----- Extracted data -----

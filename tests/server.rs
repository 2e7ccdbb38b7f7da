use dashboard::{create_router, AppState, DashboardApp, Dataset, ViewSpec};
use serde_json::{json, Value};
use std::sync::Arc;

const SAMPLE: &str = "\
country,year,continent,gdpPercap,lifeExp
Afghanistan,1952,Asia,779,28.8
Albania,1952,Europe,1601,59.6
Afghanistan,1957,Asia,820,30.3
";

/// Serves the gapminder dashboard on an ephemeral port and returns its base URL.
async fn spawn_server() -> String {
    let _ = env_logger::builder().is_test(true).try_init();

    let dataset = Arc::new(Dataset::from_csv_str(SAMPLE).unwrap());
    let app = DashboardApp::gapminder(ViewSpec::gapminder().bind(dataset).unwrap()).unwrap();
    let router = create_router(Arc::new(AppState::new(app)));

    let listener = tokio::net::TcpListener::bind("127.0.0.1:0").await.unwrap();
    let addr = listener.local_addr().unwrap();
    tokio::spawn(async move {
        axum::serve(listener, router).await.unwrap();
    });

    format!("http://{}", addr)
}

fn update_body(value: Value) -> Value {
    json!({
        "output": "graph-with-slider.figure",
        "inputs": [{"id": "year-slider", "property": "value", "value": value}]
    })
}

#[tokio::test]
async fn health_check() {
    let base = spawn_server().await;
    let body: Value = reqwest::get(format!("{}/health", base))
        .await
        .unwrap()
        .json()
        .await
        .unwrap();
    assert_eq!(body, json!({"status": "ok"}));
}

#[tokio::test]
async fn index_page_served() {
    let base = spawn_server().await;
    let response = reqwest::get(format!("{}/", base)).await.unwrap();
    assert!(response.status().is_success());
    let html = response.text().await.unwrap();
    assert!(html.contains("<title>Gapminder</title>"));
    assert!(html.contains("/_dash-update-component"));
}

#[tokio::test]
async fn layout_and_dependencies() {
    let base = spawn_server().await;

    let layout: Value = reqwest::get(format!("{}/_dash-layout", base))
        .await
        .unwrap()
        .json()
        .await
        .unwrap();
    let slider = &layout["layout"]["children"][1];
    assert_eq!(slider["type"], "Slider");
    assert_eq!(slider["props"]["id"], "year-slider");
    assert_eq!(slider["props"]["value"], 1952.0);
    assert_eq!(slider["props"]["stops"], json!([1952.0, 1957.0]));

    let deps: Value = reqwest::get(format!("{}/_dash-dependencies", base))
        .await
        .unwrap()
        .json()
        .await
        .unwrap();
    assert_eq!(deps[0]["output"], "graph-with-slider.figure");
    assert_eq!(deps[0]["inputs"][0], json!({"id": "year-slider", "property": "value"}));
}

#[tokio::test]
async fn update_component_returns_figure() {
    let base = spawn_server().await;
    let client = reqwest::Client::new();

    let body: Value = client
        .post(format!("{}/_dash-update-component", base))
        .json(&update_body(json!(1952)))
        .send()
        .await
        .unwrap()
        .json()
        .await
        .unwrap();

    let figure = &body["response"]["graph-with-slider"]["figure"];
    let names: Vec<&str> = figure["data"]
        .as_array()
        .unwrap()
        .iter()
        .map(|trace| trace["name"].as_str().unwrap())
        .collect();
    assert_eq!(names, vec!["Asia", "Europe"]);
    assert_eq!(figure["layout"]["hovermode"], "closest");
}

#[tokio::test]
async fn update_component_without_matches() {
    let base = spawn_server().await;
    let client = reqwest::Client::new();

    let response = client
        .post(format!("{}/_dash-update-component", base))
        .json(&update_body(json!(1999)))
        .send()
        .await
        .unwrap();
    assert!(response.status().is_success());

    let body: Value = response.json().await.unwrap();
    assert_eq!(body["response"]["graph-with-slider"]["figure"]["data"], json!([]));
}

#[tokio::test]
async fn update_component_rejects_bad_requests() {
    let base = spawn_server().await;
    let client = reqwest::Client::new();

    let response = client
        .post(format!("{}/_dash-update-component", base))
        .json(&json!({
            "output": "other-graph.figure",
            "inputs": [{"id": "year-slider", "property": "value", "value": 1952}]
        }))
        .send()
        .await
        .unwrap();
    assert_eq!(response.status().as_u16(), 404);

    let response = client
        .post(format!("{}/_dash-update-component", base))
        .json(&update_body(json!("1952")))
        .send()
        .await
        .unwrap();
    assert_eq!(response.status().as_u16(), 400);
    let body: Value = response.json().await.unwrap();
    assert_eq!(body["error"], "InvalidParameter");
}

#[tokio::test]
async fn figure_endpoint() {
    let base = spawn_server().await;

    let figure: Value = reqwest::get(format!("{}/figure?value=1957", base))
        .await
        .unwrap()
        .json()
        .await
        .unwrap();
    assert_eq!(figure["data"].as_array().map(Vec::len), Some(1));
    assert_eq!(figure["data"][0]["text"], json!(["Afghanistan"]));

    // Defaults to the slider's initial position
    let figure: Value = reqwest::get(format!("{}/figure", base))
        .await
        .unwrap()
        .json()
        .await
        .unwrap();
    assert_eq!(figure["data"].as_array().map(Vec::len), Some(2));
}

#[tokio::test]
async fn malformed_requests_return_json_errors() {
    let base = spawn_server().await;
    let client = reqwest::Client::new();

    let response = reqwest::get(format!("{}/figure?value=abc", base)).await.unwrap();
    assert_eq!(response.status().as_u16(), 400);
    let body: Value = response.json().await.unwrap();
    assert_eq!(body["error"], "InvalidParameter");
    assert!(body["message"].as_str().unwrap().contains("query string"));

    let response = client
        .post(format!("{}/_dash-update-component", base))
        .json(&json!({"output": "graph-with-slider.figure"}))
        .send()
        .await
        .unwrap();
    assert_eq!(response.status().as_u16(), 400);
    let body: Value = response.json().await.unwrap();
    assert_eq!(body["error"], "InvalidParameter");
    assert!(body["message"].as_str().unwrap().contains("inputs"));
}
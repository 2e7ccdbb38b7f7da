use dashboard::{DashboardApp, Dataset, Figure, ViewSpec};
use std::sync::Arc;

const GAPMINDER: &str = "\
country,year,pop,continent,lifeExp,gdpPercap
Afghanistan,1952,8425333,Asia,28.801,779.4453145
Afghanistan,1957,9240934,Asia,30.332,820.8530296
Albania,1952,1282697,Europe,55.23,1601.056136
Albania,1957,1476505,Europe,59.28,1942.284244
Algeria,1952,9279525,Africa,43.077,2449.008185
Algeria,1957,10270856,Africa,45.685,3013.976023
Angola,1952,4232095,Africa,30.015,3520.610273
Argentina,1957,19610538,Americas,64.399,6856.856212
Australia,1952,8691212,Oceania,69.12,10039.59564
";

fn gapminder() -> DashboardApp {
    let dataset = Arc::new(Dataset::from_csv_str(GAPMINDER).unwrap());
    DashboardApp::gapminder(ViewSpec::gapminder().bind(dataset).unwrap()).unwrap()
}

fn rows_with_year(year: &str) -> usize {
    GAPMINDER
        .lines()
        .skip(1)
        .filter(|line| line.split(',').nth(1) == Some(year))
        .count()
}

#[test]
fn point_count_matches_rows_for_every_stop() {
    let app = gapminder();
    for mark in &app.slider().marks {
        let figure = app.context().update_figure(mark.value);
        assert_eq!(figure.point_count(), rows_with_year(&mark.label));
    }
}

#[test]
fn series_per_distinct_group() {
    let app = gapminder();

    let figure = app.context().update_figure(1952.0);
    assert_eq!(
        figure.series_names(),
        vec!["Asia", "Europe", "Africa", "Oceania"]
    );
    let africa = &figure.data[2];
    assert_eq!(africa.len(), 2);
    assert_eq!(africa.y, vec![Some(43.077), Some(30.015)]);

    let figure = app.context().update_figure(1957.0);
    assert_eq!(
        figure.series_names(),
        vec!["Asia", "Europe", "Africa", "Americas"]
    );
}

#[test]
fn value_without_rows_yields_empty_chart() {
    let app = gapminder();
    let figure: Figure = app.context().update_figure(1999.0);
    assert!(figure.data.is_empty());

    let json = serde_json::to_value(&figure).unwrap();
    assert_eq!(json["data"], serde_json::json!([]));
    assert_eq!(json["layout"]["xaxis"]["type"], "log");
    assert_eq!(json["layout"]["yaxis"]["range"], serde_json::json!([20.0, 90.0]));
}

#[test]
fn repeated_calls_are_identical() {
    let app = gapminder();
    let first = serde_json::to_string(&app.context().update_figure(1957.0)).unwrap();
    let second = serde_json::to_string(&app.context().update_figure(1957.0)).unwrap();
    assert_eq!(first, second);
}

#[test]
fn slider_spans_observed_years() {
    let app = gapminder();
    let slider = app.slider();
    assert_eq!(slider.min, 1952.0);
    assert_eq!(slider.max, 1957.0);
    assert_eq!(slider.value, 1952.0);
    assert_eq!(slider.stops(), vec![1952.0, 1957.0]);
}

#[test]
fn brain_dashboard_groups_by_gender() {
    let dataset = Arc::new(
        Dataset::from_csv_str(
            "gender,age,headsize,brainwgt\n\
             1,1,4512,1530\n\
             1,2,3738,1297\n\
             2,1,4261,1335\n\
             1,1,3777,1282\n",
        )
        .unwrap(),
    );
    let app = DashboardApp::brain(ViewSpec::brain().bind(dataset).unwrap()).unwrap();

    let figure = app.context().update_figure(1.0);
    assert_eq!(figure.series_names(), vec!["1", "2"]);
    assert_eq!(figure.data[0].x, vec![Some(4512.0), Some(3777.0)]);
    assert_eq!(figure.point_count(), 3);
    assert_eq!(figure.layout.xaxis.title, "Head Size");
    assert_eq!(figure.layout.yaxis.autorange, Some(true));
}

-----

## Description of the task
Copy, please, every line from the start of the entries down to the line that holds "let router = create_router(Arc::new(AppState::new(app)));", with both of those lines included and no others.

## Solution to the exercise
filename tests/server.rs
repository 2e7ccdbb38b7f7da
use dashboard::{create_router, AppState, DashboardApp, Dataset, ViewSpec};
use serde_json::{json, Value};
use std::sync::Arc;

const SAMPLE: &str = "\
country,year,continent,gdpPercap,lifeExp
Afghanistan,1952,Asia,779,28.8
Albania,1952,Europe,1601,59.6
Afghanistan,1957,Asia,820,30.3
";

/// Serves the gapminder dashboard on an ephemeral port and returns its base URL.
async fn spawn_server() -> String {
    let _ = env_logger::builder().is_test(true).try_init();

    let dataset = Arc::new(Dataset::from_csv_str(SAMPLE).unwrap());
    let app = DashboardApp::gapminder(ViewSpec::gapminder().bind(dataset).unwrap()).unwrap();
    let router = create_router(Arc::new(AppState::new(app)));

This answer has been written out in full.